Lovers of the breed feared that it would soon disappear, and in 2000 they founded the Koolie Club of Australia (KCA). Not wanting the name to be misleading, they removed the word “German” and adopted the spelling “k” to avoid confusion with collie. When the breed became known in the world, the adjective “Australian” was added to indicate its origin.
The club currently has over 200 members not only from Australia, but also from the United States, New Zealand, the Netherlands and Germany. In 2002, the Working Koolie Association Australia was created, which in turn focuses on the preservation and promotion of koolie as a shepherd dog, organizes training and competitions. Has members also in the United States.
Koolie come in different types, which is natural for a working breed, not selected for its appearance and used in various conditions. So dogs can be small and large, small and powerful. Their ears are upright, semi-standing or covered, and their hair is short or half-long with a feather. The colors are similar to those of Australian Shepherds (American breeds), but also swarthy and red.
KCA has not created a breed standard, because it is of the opinion that it must still develop. If such a pattern arises, it will cover different types. Currently, over 700 dogs are registered in the KCA. The club’s goal is to maintain temperament and a desire to work. The pedigree book is still open to quadrupeds of unknown origin. The club also allows crosswords with border collie and kelpie.
Koolie are the most popular in their homeland. Everywhere else they are rare, although there are more and more in the United States. There are few in Europe. A little koolie is in Finland (several imports, two litters were born), in Germany, Holland and Belgium (in 2011 the bitch from this country went to Poland for some time). Currently in Poland live a young long-haired bitch and a short-haired male koolie.
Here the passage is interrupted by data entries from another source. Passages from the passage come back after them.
//! Hierarchy management routes.

use axum::{
    Json, Router,
    extract::{Path, State},
    http::StatusCode,
    response::IntoResponse,
    routing::put,
};
use serde::Deserialize;
use serde_json::json;
use tracing::{error, info};
use uuid::Uuid;

use super::{error_response, internal_error};
use crate::AppState;
use worktally_db::repositories::hierarchy::HierarchyError;
use worktally_db::{HierarchyLevel, HierarchyRepository};
use worktally_shared::AppError;

/// Creates the hierarchy routes.
pub fn routes() -> Router<AppState> {
    Router::new().route("/hierarchy/{level}/{id}/name", put(rename))
}

/// Request body for a rename.
#[derive(Debug, Deserialize)]
pub struct RenameRequest {
    /// The new display name.
    pub name: String,
}

fn parse_level(level: &str) -> Option<HierarchyLevel> {
    match level {
        "geographies" | "geography" => Some(HierarchyLevel::Geography),
        "clients" | "client" => Some(HierarchyLevel::Client),
        "projects" | "project" => Some(HierarchyLevel::Project),
        "subprojects" | "subproject" => Some(HierarchyLevel::Subproject),
        _ => None,
    }
}

/// PUT `/hierarchy/{level}/{id}/name` - Rename an entity.
///
/// The new name cascades to every denormalized copy on descendant rows and
/// allocation summaries in the same transaction.
async fn rename(
    State(state): State<AppState>,
    Path((level, id)): Path<(String, Uuid)>,
    Json(payload): Json<RenameRequest>,
) -> impl IntoResponse {
    let Some(level) = parse_level(&level) else {
        return error_response(&AppError::Validation(
            "Level must be one of: geographies, clients, projects, subprojects".to_string(),
        ));
    };

    let name = payload.name.trim();
    if name.is_empty() {
        return error_response(&AppError::Validation("Name must not be empty".to_string()));
    }

    let repo = HierarchyRepository::new((*state.db).clone());
    match repo.rename(level, id, name).await {
        Ok(cascade) => {
            info!(%id, name, "hierarchy entity renamed");
            (
                StatusCode::OK,
                Json(json!({
                    "status": "renamed",
                    "cascade": {
                        "descendants": cascade.descendants,
                        "summaries": cascade.summaries,
                    }
                })),
            )
                .into_response()
        }
        Err(HierarchyError::NotFound(id)) => {
            error_response(&AppError::NotFound(format!("Entity {id}")))
        }
        Err(HierarchyError::DuplicateName(name)) => error_response(&AppError::Conflict(format!(
            "Name '{name}' already exists under the same parent"
        ))),
        Err(e) => {
            error!(error = %e, "Rename failed");
            internal_error()
        }
    }
}
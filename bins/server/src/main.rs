//! Worktally API Server
//!
//! Main entry point for the Worktally backend service.

use std::sync::Arc;

use tokio::net::TcpListener;
use tracing::info;
use tracing_subscriber::{layer::SubscriberExt, util::SubscriberInitExt};

use worktally_api::{AppState, create_router};
use worktally_db::connect;
use worktally_shared::AppConfig;

#[tokio::main]
async fn main() -> anyhow::Result<()> {
    // Load environment variables from .env file
    dotenvy::dotenv().ok();

    // Initialize tracing
    tracing_subscriber::registry()
        .with(
            tracing_subscriber::EnvFilter::try_from_default_env()
                .unwrap_or_else(|_| "worktally=debug,tower_http=debug".into()),
        )
        .with(tracing_subscriber::fmt::layer())
        .init();

    // Load configuration
    let config = AppConfig::load()?;

    // Connect to database
    let db = connect(&config.database.url).await?;
    info!("Connected to database");

    // Create application state
    let state = AppState {
        db: Arc::new(db),
        import: config.import.clone(),
    };

    // Create router
    let app = create_router(state);

    // Start server
    let addr = format!("{}:{}", config.server.host, config.server.port);
    let listener = TcpListener::bind(&addr).await?;
    info!("Server listening on {}", addr);

    axum::serve(listener, app).await?;

    Ok(())
}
There were only a few litters of this unique breed in Europe.
Koolie (Australian koolie) – a breed not recognized by the FCI (shepherd dog)
- Country of origin: Australia
- Character: Dog cooperative, gifted pastoral instinct, dedicated owner, retains the distance towards strangers, the watchful guardian
- Size: 38-56 cm
- Weight: 12-20 kg
- Coat: short (more popular as more practical) or half-long, two-layer
- Ointment: blue- brand, chocolate-brand, black, chocolate, blue, and isabella; arson and white markings are common
- Lifespan: long-lived breed – many dogs live to 18 years
- Vulnerability to training: high
- Activity: high, needs a lot of movement and activity, but at home he is calm
- Resistance/susceptibility to diseases: very resistant, but double marbles may have impaired vision and hearing; the risk of deafness also applies to dogs with a lot of white hair; there are hip and elbow dysplasia
- Possibility to buy a puppy: for now only abroad
Many koolie live to be 18 years old, but dogs have survived to the age of 26!